Successive Afghan governments have refused to formally recognize the line as an international border, arguing it divided ethnic Pashtun communities.
Pakistan, which inherited the border after its creation in 1947, considers the Durand Line its legitimate frontier. The disagreement has periodically fueled diplomatic tensions and border clashes.
Security concerns have intensified the conflict in recent decades. Pakistan has long accused militant groups based in Afghanistan of carrying out attacks on its territory, particularly the Tehrik-i-Taliban Pakistan (TTP), a Pakistani insurgent group responsible for numerous attacks against the Pakistani state.

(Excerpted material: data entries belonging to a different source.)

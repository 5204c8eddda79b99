//! Synergy graph construction
//!
//! Candidate pairs come from posting lists (tag or creature type to the nodes
//! carrying it), never from an all-pairs scan. Evidence for each pair is kept
//! in a `BTreeMap` keyed by the ordered node pair and sorted before it is
//! aggregated, so the same store always yields the same bytes.

use crate::core::{Card, CardId, NodeIndex, Subtype, Tag};
use crate::loader::{CardStore, Deck};
use crate::synergy::graph::{EdgeKind, SynergyEdge, SynergyGraph};
use crate::synergy::rules::RuleSet;
use crate::{GoldfishError, Result};
use serde::{Deserialize, Serialize};
use std::collections::{BTreeMap, BTreeSet};
use std::sync::Arc;

/// Keyword overlap weight is this times the Jaccard index of the tag sets,
/// which keeps it below every curated combo rarity
pub const OVERLAP_SCALE: f64 = 0.35;

/// Two creatures sharing a creature type
pub const TRIBAL_SHARED_WEIGHT: f64 = 0.4;

/// A card that cares about a creature type, and a creature of that type
pub const TRIBAL_LORD_WEIGHT: f64 = 0.6;

#[derive(Debug, Clone, PartialEq, Serialize, Deserialize)]
#[serde(default)]
pub struct BuilderConfig {
    /// Edges lighter than this are dropped
    pub min_edge_weight: f64,
    /// Tags carried by more cards than this are too common to mean anything
    /// and are skipped for overlap edges. Combos and tribal edges are uncapped.
    pub max_overlap_fanout: usize,
}

impl Default for BuilderConfig {
    fn default() -> Self {
        BuilderConfig {
            min_edge_weight: 0.05,
            max_overlap_fanout: 500,
        }
    }
}

/// What the builder needs to know about one node
struct NodeFeatures {
    tags: BTreeSet<Tag>,
    /// Subtypes of creature cards only
    creature_types: BTreeSet<Subtype>,
    /// Creature types the text cares about
    references: BTreeSet<Subtype>,
}

/// Candidate pairs plus the tags too common to count as overlap
struct Evidence {
    pairs: BTreeMap<(usize, usize), PairEvidence>,
    common_tags: BTreeSet<Tag>,
}

#[derive(Default)]
struct PairEvidence {
    combos: Vec<(f64, String)>,
    tribal: Vec<(f64, String)>,
    shares_tag: bool,
}

/// Builds a [`SynergyGraph`] from a card store under one rule set
pub struct GraphBuilder<'r> {
    rules: &'r RuleSet,
    config: BuilderConfig,
}

impl<'r> GraphBuilder<'r> {
    pub fn new(rules: &'r RuleSet) -> Self {
        GraphBuilder {
            rules,
            config: BuilderConfig::default(),
        }
    }

    pub fn with_config(mut self, config: BuilderConfig) -> Self {
        self.config = config;
        self
    }

    /// Graph over every card in the store
    pub fn build(&self, store: &CardStore) -> Result<SynergyGraph> {
        self.build_nodes(store, store.iter().cloned().collect())
    }

    /// Graph over a subset of the store, stamped with the store's version
    pub fn build_subset<'a>(&self, store: &CardStore, ids: impl IntoIterator<Item = &'a CardId>) -> Result<SynergyGraph> {
        let mut cards = Vec::new();
        for id in ids {
            let card = store.get(id).ok_or_else(|| GoldfishError::NotFound(id.to_string()))?;
            cards.push(Arc::clone(card));
        }
        self.build_nodes(store, cards)
    }

    /// Graph over the distinct cards of a deck
    pub fn build_for_deck(&self, store: &CardStore, deck: &Deck) -> Result<SynergyGraph> {
        let ids: Vec<CardId> = deck.unique_cards().map(|c| c.id.clone()).collect();
        self.build_subset(store, &ids)
    }

    fn build_nodes(&self, store: &CardStore, mut nodes: Vec<Arc<Card>>) -> Result<SynergyGraph> {
        nodes.sort_by(|a, b| a.id.cmp(&b.id));
        nodes.dedup_by(|a, b| a.id == b.id);

        let features: Vec<NodeFeatures> = nodes.iter().map(|card| self.features(card)).collect();
        let Evidence { pairs, common_tags } = self.collect_evidence(&features);

        let mut edges = Vec::new();
        for ((a, b), pair) in pairs {
            if let Some((weight, kind, reasons)) = self.strongest(&features[a], &features[b], pair, &common_tags) {
                if weight >= self.config.min_edge_weight {
                    edges.push(SynergyEdge {
                        a: NodeIndex::new(a),
                        b: NodeIndex::new(b),
                        kind,
                        weight,
                        reasons,
                    });
                }
            }
        }

        SynergyGraph::from_parts(nodes, edges, store.version().clone(), self.rules.version())
    }

    fn features(&self, card: &Card) -> NodeFeatures {
        let name = card.name.as_str();
        NodeFeatures {
            tags: self.rules.derive_tags(name, &card.oracle_text, &card.keywords),
            creature_types: if card.is_creature() {
                card.subtypes.iter().cloned().collect()
            } else {
                BTreeSet::new()
            },
            references: self.rules.tribal_references(name, &card.oracle_text),
        }
    }

    fn collect_evidence(&self, features: &[NodeFeatures]) -> Evidence {
        let mut tag_postings: BTreeMap<&Tag, Vec<usize>> = BTreeMap::new();
        let mut type_postings: BTreeMap<&Subtype, Vec<usize>> = BTreeMap::new();
        for (node, f) in features.iter().enumerate() {
            for tag in &f.tags {
                tag_postings.entry(tag).or_default().push(node);
            }
            for subtype in &f.creature_types {
                type_postings.entry(subtype).or_default().push(node);
            }
        }

        let mut evidence: BTreeMap<(usize, usize), PairEvidence> = BTreeMap::new();
        let fanout = self.config.max_overlap_fanout;

        for (left, right, rarity) in self.rules.complements() {
            let (Some(lefts), Some(rights)) = (tag_postings.get(left), tag_postings.get(right)) else {
                continue;
            };
            let reason = format!("{left}+{right}");
            for &x in lefts {
                for &y in rights {
                    if x == y {
                        continue;
                    }
                    let pair = evidence.entry(ordered(x, y)).or_default();
                    // A pair holding both tags on both sides matches once
                    if !pair.combos.iter().any(|(_, r)| *r == reason) {
                        pair.combos.push((rarity, reason.clone()));
                    }
                }
            }
        }

        let mut common_tags = BTreeSet::new();
        for (tag, nodes) in &tag_postings {
            if nodes.len() > fanout {
                common_tags.insert((*tag).clone());
                continue;
            }
            for (i, &x) in nodes.iter().enumerate() {
                for &y in &nodes[i + 1..] {
                    evidence.entry((x, y)).or_default().shares_tag = true;
                }
            }
        }

        for (subtype, nodes) in &type_postings {
            for (i, &x) in nodes.iter().enumerate() {
                for &y in &nodes[i + 1..] {
                    let reason = format!("tribe:{subtype}");
                    evidence.entry((x, y)).or_default().tribal.push((TRIBAL_SHARED_WEIGHT, reason));
                }
            }
        }

        for (x, f) in features.iter().enumerate() {
            for subtype in &f.references {
                let Some(nodes) = type_postings.get(subtype) else {
                    continue;
                };
                for &y in nodes {
                    if y != x {
                        let reason = format!("lord:{subtype}");
                        evidence.entry(ordered(x, y)).or_default().tribal.push((TRIBAL_LORD_WEIGHT, reason));
                    }
                }
            }
        }

        Evidence {
            pairs: evidence,
            common_tags,
        }
    }

    /// Collapse every relation between two nodes into the strongest one
    fn strongest(
        &self,
        a: &NodeFeatures,
        b: &NodeFeatures,
        mut pair: PairEvidence,
        common_tags: &BTreeSet<Tag>,
    ) -> Option<(f64, EdgeKind, Vec<String>)> {
        let mut candidates = Vec::new();

        if !pair.combos.is_empty() {
            pair.combos.sort_by(|(ra, na), (rb, nb)| rb.total_cmp(ra).then_with(|| na.cmp(nb)));
            let miss: f64 = pair.combos.iter().map(|(r, _)| 1.0 - r).product();
            let weight = (1.0 - miss).clamp(f64::MIN_POSITIVE, 1.0);
            let reasons = pair.combos.into_iter().map(|(_, r)| r).collect();
            candidates.push((weight, EdgeKind::ComboPair, reasons));
        } else if pair.shares_tag {
            let shared: Vec<String> = a
                .tags
                .intersection(&b.tags)
                .filter(|t| !common_tags.contains(*t))
                .map(|t| t.to_string())
                .collect();
            let union = a.tags.union(&b.tags).count();
            if !shared.is_empty() {
                let weight = OVERLAP_SCALE * shared.len() as f64 / union as f64;
                candidates.push((weight, EdgeKind::KeywordOverlap, shared));
            }
        }

        if !pair.tribal.is_empty() {
            let weight = pair.tribal.iter().map(|(w, _)| *w).fold(0.0, f64::max);
            let mut reasons: Vec<String> = pair.tribal.into_iter().map(|(_, r)| r).collect();
            reasons.sort();
            reasons.dedup();
            candidates.push((weight, EdgeKind::TribalMatch, reasons));
        }

        candidates
            .into_iter()
            .max_by(|(wa, ka, _), (wb, kb, _)| wa.total_cmp(wb).then_with(|| ka.priority().cmp(&kb.priority())))
    }
}

fn ordered(x: usize, y: usize) -> (usize, usize) {
    if x < y {
        (x, y)
    } else {
        (y, x)
    }
}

Islamabad says TTP fighters use Afghan territory as a safe haven.
The government of Taliban, which returned to power in Afghanistan in 2021 after the withdrawal of U.S.-led forces, has denied harboring the group but has struggled to fully control militant activity along the mountainous border.
Relations have also been strained by cross-border military operations, refugee issues and trade disruptions.
Pakistan has periodically carried out airstrikes or artillery attacks targeting suspected militants inside Afghanistan, prompting protests from Kabul.
At the same time, Pakistan hosts millions of Afghan refugees from decades of war, a humanitarian and political issue that has worsened tensions during deportation campaigns.
These disputes—combined with fragile security conditions in both countries—have kept relations volatile and occasionally violent along the frontier.